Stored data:
┌──

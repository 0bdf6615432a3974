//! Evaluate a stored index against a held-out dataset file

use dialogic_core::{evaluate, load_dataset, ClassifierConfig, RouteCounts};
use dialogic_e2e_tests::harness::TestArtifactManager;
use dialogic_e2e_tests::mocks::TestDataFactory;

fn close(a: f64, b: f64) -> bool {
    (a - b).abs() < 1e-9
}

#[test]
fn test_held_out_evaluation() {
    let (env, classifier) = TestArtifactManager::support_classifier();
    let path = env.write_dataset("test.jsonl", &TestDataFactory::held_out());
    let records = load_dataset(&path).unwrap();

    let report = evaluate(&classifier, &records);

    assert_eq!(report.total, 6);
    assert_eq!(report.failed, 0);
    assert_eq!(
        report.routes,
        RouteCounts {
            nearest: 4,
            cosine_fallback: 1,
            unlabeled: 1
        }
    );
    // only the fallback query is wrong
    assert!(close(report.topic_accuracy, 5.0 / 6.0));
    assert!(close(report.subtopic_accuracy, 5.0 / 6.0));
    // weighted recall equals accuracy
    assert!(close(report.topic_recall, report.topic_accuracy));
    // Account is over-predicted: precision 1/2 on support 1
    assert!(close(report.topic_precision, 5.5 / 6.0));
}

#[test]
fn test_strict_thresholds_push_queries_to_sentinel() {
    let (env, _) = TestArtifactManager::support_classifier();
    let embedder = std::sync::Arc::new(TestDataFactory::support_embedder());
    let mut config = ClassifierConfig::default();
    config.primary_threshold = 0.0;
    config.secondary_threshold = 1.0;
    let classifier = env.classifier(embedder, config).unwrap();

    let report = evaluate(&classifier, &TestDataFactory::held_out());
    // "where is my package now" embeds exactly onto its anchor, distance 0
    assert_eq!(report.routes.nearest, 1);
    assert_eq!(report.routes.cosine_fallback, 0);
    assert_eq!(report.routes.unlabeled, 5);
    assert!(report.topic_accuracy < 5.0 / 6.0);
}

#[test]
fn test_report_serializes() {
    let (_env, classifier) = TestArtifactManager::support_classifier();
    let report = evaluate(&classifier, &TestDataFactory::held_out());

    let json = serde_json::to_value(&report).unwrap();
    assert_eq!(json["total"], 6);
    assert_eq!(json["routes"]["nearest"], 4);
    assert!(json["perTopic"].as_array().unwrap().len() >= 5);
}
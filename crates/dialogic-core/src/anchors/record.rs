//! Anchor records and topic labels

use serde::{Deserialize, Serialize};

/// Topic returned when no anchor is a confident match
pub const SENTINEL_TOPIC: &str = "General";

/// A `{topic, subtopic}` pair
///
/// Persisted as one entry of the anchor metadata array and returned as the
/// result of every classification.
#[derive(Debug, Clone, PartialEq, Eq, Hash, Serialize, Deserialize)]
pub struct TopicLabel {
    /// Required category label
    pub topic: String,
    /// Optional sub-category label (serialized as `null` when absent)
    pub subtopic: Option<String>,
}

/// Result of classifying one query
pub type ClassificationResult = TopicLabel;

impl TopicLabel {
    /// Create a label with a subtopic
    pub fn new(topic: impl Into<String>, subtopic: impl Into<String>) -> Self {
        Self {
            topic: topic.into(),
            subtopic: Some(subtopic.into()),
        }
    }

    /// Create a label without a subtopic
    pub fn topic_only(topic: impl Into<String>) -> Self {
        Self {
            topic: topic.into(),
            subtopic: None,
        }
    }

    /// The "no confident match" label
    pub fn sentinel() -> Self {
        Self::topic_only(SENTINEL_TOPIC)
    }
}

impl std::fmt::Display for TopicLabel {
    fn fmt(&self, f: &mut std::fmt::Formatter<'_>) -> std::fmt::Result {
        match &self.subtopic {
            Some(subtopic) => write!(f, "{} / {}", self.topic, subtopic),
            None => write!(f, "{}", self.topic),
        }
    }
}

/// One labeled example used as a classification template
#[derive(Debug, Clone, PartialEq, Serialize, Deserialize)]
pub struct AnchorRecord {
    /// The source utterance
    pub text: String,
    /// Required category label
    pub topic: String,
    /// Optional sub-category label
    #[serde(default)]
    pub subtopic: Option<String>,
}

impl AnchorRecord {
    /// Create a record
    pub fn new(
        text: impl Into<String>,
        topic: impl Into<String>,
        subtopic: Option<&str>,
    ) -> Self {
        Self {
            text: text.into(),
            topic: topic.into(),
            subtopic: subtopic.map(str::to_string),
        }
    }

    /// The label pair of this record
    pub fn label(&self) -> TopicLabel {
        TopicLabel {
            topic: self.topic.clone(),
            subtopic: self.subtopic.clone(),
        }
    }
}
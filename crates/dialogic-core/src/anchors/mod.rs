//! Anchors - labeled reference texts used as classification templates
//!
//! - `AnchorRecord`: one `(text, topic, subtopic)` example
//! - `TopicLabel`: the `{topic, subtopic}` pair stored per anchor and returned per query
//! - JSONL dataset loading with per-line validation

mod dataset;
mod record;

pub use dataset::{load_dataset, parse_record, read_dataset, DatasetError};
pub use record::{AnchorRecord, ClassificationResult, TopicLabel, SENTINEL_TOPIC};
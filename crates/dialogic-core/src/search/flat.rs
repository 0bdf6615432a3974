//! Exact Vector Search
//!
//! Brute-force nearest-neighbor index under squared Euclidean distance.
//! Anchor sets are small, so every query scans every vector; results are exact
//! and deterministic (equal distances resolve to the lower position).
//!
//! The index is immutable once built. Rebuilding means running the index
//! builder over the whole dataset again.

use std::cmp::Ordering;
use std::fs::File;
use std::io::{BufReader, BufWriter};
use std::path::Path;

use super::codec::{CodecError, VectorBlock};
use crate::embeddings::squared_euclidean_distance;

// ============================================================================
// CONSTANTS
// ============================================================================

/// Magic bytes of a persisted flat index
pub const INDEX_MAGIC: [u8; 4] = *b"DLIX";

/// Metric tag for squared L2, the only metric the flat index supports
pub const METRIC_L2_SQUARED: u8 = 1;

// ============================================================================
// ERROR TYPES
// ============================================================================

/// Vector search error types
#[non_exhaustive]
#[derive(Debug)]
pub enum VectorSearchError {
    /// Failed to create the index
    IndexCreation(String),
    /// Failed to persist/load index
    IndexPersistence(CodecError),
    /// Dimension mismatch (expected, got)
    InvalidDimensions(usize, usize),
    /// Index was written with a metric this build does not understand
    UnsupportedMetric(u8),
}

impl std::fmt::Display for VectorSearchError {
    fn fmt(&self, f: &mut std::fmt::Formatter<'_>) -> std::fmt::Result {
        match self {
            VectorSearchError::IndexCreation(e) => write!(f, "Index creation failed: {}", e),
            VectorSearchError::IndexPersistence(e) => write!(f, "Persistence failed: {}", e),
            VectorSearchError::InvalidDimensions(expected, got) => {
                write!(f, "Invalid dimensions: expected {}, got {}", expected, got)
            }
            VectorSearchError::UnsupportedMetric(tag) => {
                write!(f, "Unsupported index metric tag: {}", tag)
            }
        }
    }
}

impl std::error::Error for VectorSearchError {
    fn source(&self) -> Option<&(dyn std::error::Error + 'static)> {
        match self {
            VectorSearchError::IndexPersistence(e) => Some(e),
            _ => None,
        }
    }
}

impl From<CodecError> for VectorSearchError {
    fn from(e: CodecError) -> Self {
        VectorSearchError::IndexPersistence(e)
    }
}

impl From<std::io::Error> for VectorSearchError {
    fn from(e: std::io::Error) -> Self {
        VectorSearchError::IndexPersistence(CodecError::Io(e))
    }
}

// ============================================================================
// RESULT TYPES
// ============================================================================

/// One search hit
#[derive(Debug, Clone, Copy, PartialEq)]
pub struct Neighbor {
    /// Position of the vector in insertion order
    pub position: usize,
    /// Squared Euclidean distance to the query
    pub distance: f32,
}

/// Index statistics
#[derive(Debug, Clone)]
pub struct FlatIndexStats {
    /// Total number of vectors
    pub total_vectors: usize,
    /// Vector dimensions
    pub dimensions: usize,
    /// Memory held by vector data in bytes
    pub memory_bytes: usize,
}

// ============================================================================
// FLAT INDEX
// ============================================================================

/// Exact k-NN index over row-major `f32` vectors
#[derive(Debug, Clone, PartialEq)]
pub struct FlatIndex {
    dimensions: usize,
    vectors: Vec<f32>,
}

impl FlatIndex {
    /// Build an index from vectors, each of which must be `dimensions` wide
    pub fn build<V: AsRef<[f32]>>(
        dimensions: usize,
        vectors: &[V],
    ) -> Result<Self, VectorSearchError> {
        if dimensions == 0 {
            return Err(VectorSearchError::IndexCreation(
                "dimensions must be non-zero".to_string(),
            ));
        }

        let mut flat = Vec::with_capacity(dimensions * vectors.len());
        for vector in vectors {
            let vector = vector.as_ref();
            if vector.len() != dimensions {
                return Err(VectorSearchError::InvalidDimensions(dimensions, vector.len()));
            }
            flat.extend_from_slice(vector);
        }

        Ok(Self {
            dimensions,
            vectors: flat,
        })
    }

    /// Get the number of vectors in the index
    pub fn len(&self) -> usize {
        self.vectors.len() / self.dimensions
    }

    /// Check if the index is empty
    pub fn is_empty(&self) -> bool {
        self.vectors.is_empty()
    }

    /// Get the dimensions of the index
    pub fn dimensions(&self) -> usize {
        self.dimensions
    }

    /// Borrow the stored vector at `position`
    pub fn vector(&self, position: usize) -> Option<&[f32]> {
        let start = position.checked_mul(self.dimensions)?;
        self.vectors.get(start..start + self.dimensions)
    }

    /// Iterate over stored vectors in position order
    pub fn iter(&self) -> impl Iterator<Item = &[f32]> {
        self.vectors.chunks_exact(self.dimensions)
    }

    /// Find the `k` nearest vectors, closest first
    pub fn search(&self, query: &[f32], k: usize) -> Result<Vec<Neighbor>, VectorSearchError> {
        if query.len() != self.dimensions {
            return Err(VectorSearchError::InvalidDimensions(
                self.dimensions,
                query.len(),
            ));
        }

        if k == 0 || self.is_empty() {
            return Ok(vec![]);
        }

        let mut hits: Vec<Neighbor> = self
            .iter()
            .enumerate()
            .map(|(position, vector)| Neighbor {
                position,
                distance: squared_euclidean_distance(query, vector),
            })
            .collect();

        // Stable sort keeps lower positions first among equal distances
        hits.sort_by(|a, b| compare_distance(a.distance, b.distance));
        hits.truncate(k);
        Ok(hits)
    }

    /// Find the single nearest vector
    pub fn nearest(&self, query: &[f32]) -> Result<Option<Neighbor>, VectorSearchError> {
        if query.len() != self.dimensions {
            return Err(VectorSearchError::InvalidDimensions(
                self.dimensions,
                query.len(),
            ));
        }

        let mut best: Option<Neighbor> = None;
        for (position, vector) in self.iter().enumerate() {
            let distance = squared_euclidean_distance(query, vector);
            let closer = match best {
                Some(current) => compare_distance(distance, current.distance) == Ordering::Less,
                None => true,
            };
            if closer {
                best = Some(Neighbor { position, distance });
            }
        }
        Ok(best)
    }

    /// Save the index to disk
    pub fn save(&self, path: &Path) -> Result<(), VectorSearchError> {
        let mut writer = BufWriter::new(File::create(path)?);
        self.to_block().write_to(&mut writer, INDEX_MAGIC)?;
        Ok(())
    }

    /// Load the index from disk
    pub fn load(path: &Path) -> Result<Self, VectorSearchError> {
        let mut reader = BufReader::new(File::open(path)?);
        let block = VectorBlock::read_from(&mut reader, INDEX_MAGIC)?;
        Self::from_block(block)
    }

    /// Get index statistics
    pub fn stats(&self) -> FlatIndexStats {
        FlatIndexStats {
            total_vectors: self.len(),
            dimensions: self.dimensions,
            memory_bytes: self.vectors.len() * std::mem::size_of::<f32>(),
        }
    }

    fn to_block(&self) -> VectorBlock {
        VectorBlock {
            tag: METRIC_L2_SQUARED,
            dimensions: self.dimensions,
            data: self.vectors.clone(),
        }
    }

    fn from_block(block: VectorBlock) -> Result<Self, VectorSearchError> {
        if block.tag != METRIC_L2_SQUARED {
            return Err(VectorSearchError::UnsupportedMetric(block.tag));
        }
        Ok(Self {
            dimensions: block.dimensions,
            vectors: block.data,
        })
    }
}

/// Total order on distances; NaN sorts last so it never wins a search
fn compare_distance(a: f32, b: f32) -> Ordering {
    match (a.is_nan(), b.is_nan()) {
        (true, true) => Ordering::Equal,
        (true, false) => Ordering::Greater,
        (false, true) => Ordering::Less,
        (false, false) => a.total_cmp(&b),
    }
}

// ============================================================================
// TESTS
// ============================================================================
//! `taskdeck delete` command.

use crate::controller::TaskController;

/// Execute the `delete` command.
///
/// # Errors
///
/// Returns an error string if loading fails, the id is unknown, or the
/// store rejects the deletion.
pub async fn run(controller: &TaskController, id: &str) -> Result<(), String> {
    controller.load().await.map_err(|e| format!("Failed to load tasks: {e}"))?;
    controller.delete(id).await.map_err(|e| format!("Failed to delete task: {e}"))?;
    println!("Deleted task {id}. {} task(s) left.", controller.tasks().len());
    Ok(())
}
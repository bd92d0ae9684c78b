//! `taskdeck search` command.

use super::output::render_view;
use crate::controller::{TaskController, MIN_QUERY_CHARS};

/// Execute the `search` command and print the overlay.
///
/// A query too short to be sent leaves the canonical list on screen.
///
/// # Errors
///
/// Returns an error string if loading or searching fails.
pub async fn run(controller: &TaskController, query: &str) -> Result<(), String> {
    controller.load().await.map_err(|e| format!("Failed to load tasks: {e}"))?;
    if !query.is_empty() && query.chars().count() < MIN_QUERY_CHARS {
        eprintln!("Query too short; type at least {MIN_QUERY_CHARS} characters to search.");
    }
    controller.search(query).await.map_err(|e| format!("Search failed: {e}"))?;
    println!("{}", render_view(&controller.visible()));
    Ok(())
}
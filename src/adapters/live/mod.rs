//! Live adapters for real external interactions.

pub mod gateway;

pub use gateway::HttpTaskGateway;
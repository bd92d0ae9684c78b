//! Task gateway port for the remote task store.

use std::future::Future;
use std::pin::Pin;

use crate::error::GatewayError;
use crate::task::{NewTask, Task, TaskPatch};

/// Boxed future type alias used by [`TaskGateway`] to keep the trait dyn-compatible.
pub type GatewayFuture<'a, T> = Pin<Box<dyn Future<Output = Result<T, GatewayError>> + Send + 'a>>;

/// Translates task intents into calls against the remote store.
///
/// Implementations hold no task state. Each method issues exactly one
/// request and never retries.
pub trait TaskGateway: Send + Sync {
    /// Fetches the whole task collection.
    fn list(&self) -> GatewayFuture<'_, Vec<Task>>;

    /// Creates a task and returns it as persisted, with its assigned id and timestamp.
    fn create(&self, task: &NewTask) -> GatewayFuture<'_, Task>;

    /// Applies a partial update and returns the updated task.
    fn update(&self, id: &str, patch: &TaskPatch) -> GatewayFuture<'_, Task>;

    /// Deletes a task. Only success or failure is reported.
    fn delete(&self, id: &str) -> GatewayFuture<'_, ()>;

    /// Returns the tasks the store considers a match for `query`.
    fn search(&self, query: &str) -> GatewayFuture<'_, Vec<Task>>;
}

└──

**Problem details:**
I need every line of the data that has the word "TaskPatch"; please list them.

**Answer for the task:**
use crate::task::{NewTask, Task, TaskPatch};
    fn update(&self, id: &str, patch: &TaskPatch) -> GatewayFuture<'_, Task>;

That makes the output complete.